▸ To do: Your response should match the records line for line.

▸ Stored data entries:
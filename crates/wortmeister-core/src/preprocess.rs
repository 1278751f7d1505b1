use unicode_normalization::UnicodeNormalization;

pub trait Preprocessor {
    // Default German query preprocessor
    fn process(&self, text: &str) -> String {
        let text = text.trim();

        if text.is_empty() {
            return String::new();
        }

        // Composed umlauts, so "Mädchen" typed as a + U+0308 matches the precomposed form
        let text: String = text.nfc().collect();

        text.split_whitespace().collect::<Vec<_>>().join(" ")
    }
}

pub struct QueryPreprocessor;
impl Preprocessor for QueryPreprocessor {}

▸ Output below:
filename crates/wortmeister-core/src/preprocess.rs
repository 1278751f7d1505b1
use unicode_normalization::UnicodeNormalization;

pub trait Preprocessor {
    // Default German query preprocessor
    fn process(&self, text: &str) -> String {
        let text = text.trim();

        if text.is_empty() {
            return String::new();
        }

        // Composed umlauts, so "Mädchen" typed as a + U+0308 matches the precomposed form
        let text: String = text.nfc().collect();

        text.split_whitespace().collect::<Vec<_>>().join(" ")
    }
}

pub struct QueryPreprocessor;
impl Preprocessor for QueryPreprocessor {}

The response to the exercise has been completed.